An exact copy of every record below is what's needed here.

(Data items)
● ● ● ● ●
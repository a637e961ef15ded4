use std::path::PathBuf;

use clap::{Args, Parser, Subcommand};

#[derive(Debug, Parser)]
#[command(name = "mcli", about = "Document store client with a JSON editor", version)]
pub struct Cli {
    #[command(subcommand)]
    pub command: Command,

    /// Configuration file
    #[arg(long, global = true)]
    pub config: Option<PathBuf>,

    /// Directory holding the store snapshot
    #[arg(long, global = true)]
    pub data_dir: Option<PathBuf>,

    /// Database name
    #[arg(short, long, global = true)]
    pub database: Option<String>,

    /// Collection name
    #[arg(short, long, global = true)]
    pub collection: Option<String>,

    /// Editor command
    #[arg(long, global = true)]
    pub editor: Option<String>,

    #[arg(short, long, global = true)]
    pub verbose: bool,
}

#[derive(Debug, Subcommand)]
pub enum Command {
    /// List databases
    ListDbs,
    /// List collections in the database
    ListCols,
    /// List document ids in the collection
    ListDocs(ListDocsArgs),
    /// Show a document
    ShowDoc(ShowDocArgs),
    /// Add a document through the editor
    AddDoc,
    /// Edit a document in the editor
    EditDoc(IdArgs),
    /// Delete a document
    DelDoc(IdArgs),
}

#[derive(Debug, Args)]
pub struct ListDocsArgs {
    /// Filter as JSON
    #[arg(short, long, default_value = "{}")]
    pub filter: String,
}

/// Document selection by `_id`.
#[derive(Debug, Args)]
pub struct IdArgs {
    /// Document `_id` value
    #[arg(short = 'i', long)]
    pub document_id: Option<String>,
    /// Document object id (24 hex characters)
    #[arg(short = 'o', long)]
    pub document_object_id: Option<String>,
}

#[derive(Debug, Args)]
pub struct ShowDocArgs {
    #[command(flatten)]
    pub id: IdArgs,
    /// Print one `path: value` line per field
    #[arg(short, long)]
    pub flatten: bool,
}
● ● ● ● ●
→ **SOLUTION TO THIS TASK**:
repository a637e961ef15ded4
use std::path::PathBuf;

use clap::{Args, Parser, Subcommand};

#[derive(Debug, Parser)]
#[command(name = "mcli", about = "Document store client with a JSON editor", version)]
pub struct Cli {
    #[command(subcommand)]
    pub command: Command,

    /// Configuration file
    #[arg(long, global = true)]
    pub config: Option<PathBuf>,

    /// Directory holding the store snapshot
    #[arg(long, global = true)]
    pub data_dir: Option<PathBuf>,

    /// Database name
    #[arg(short, long, global = true)]
    pub database: Option<String>,

    /// Collection name
    #[arg(short, long, global = true)]
    pub collection: Option<String>,

    /// Editor command
    #[arg(long, global = true)]
    pub editor: Option<String>,

    #[arg(short, long, global = true)]
    pub verbose: bool,
}

#[derive(Debug, Subcommand)]
pub enum Command {
    /// List databases
    ListDbs,
    /// List collections in the database
    ListCols,
    /// List document ids in the collection
    ListDocs(ListDocsArgs),
    /// Show a document
    ShowDoc(ShowDocArgs),
    /// Add a document through the editor
    AddDoc,
    /// Edit a document in the editor
    EditDoc(IdArgs),
    /// Delete a document
    DelDoc(IdArgs),
}

#[derive(Debug, Args)]
pub struct ListDocsArgs {
    /// Filter as JSON
    #[arg(short, long, default_value = "{}")]
    pub filter: String,
}

/// Document selection by `_id`.
#[derive(Debug, Args)]
pub struct IdArgs {
    /// Document `_id` value
    #[arg(short = 'i', long)]
    pub document_id: Option<String>,
    /// Document object id (24 hex characters)
    #[arg(short = 'o', long)]
    pub document_object_id: Option<String>,
}

#[derive(Debug, Args)]
pub struct ShowDocArgs {
    #[command(flatten)]
    pub id: IdArgs,
    /// Print one `path: value` line per field
    #[arg(short, long)]
    pub flatten: bool,
}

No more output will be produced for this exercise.